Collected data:
::::
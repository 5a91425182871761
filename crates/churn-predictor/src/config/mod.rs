use crate::features::AlignmentMode;
use crate::prediction::RetryPolicy;
use crate::telemetry::LogFormat;
use std::env;
use std::fmt;
use std::net::{IpAddr, SocketAddr};
use std::path::PathBuf;
use std::str::FromStr;
use std::time::Duration;

const DEFAULT_SCHEMA_PATH: &str = "model/churn_model_columns.json";
const DEFAULT_MODEL_PATH: &str = "model/churn_predictor.json";

/// Distinguishes runtime behavior for different stages of the service.
#[derive(Debug, Clone, Copy, PartialEq, Eq)]
pub enum AppEnvironment {
    Development,
    Test,
    Production,
}

impl AppEnvironment {
    fn from_str(value: &str) -> Self {
        match value.trim().to_ascii_lowercase().as_str() {
            "prod" | "production" => Self::Production,
            "test" | "ci" => Self::Test,
            _ => Self::Development,
        }
    }
}

/// Top-level configuration for the application.
#[derive(Debug, Clone)]
pub struct AppConfig {
    pub environment: AppEnvironment,
    pub server: ServerConfig,
    pub telemetry: TelemetryConfig,
    pub features: FeaturesConfig,
    pub scoring: ScoringConfig,
}

impl AppConfig {
    pub fn load() -> Result<Self, ConfigError> {
        dotenvy::dotenv().ok();

        let environment = AppEnvironment::from_str(
            &env::var("APP_ENV").unwrap_or_else(|_| "development".to_string()),
        );

        let host = env::var("APP_HOST").unwrap_or_else(|_| "127.0.0.1".to_string());
        let port = env::var("APP_PORT")
            .unwrap_or_else(|_| "5000".to_string())
            .parse::<u16>()
            .map_err(|_| ConfigError::InvalidPort)?;

        let log_level = env::var("APP_LOG_LEVEL").unwrap_or_else(|_| "info".to_string());
        let log_format = parse_var("APP_LOG_FORMAT", LogFormat::Compact)?;

        let features = FeaturesConfig {
            schema_path: env::var("CHURN_SCHEMA_PATH")
                .map(PathBuf::from)
                .unwrap_or_else(|_| PathBuf::from(DEFAULT_SCHEMA_PATH)),
            mode: parse_var("CHURN_ALIGNMENT_MODE", AlignmentMode::OneHot)?,
        };

        Ok(Self {
            environment,
            server: ServerConfig { host, port },
            telemetry: TelemetryConfig {
                log_level,
                format: log_format,
            },
            features,
            scoring: ScoringConfig::from_env()?,
        })
    }
}

/// Settings controlling the HTTP server binding.
#[derive(Debug, Clone)]
pub struct ServerConfig {
    pub host: String,
    pub port: u16,
}

impl ServerConfig {
    pub fn socket_addr(&self) -> Result<SocketAddr, ConfigError> {
        if self.host.eq_ignore_ascii_case("localhost") {
            return Ok(SocketAddr::new(IpAddr::from([127, 0, 0, 1]), self.port));
        }

        let ip: IpAddr = self
            .host
            .parse()
            .map_err(|source| ConfigError::InvalidHost { source })?;

        Ok(SocketAddr::new(ip, self.port))
    }
}

/// Log filtering and output shape.
#[derive(Debug, Clone)]
pub struct TelemetryConfig {
    pub log_level: String,
    pub format: LogFormat,
}

/// Where the training-time column order lives and how numerics are fed.
#[derive(Debug, Clone)]
pub struct FeaturesConfig {
    pub schema_path: PathBuf,
    pub mode: AlignmentMode,
}

/// Which classifier scores aligned vectors.
#[derive(Debug, Clone, PartialEq)]
pub enum ScoringConfig {
    Local {
        model_path: PathBuf,
    },
    Remote {
        endpoint: String,
        timeout: Duration,
        retry: RetryPolicy,
    },
}

impl ScoringConfig {
    fn from_env() -> Result<Self, ConfigError> {
        let backend = env::var("CHURN_BACKEND").unwrap_or_else(|_| "local".to_string());
        match backend.trim().to_ascii_lowercase().as_str() {
            "local" => Ok(Self::Local {
                model_path: env::var("CHURN_MODEL_PATH")
                    .map(PathBuf::from)
                    .unwrap_or_else(|_| PathBuf::from(DEFAULT_MODEL_PATH)),
            }),
            "remote" => {
                let endpoint = env::var("CHURN_SCORING_URL")
                    .ok()
                    .filter(|value| !value.trim().is_empty())
                    .ok_or(ConfigError::MissingValue {
                        key: "CHURN_SCORING_URL",
                    })?;
                let timeout = Duration::from_millis(parse_var("CHURN_SCORING_TIMEOUT_MS", 5_000)?);
                let defaults = RetryPolicy::default();
                let retry = RetryPolicy {
                    max_attempts: parse_var("CHURN_SCORING_MAX_ATTEMPTS", defaults.max_attempts)?,
                    min_backoff: Duration::from_millis(parse_var(
                        "CHURN_SCORING_MIN_BACKOFF_MS",
                        defaults.min_backoff.as_millis() as u64,
                    )?),
                    max_backoff: Duration::from_millis(parse_var(
                        "CHURN_SCORING_MAX_BACKOFF_MS",
                        defaults.max_backoff.as_millis() as u64,
                    )?),
                    multiplier: defaults.multiplier,
                };
                Ok(Self::Remote {
                    endpoint,
                    timeout,
                    retry,
                })
            }
            _ => Err(ConfigError::InvalidValue {
                key: "CHURN_BACKEND",
                value: backend,
            }),
        }
    }
}

fn parse_var<T: FromStr>(key: &'static str, default: T) -> Result<T, ConfigError> {
    match env::var(key) {
        Ok(value) => value
            .trim()
            .parse()
            .map_err(|_| ConfigError::InvalidValue { key, value }),
        Err(_) => Ok(default),
    }
}

#[derive(Debug)]
pub enum ConfigError {
    InvalidPort,
    InvalidHost { source: std::net::AddrParseError },
    InvalidValue { key: &'static str, value: String },
    MissingValue { key: &'static str },
}

impl fmt::Display for ConfigError {
    fn fmt(&self, f: &mut fmt::Formatter<'_>) -> fmt::Result {
        match self {
            ConfigError::InvalidPort => write!(f, "APP_PORT must be a valid u16"),
            ConfigError::InvalidHost { .. } => {
                write!(f, "APP_HOST must parse to an IPv4 or IPv6 address")
            }
            ConfigError::InvalidValue { key, value } => {
                write!(f, "{key} has an unsupported value '{value}'")
            }
            ConfigError::MissingValue { key } => {
                write!(f, "{key} must be set for the selected scoring backend")
            }
        }
    }
}

impl std::error::Error for ConfigError {
    fn source(&self) -> Option<&(dyn std::error::Error + 'static)> {
        match self {
            ConfigError::InvalidHost { source } => Some(source),
            ConfigError::InvalidPort
            | ConfigError::InvalidValue { .. }
            | ConfigError::MissingValue { .. } => None,
        }
    }
}

/// Held by every unit test that reads or writes process environment variables.
#[cfg(test)]
pub(crate) fn env_guard() -> &'static std::sync::Mutex<()> {
    static GUARD: std::sync::OnceLock<std::sync::Mutex<()>> = std::sync::OnceLock::new();
    GUARD.get_or_init(|| std::sync::Mutex::new(()))
}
::::
Work instruction: Each line holding "match" in the records should be copied out.

Solution to this exercise:
        match value.trim().to_ascii_lowercase().as_str() {
        match backend.trim().to_ascii_lowercase().as_str() {
    match env::var(key) {
        match self {
        match self {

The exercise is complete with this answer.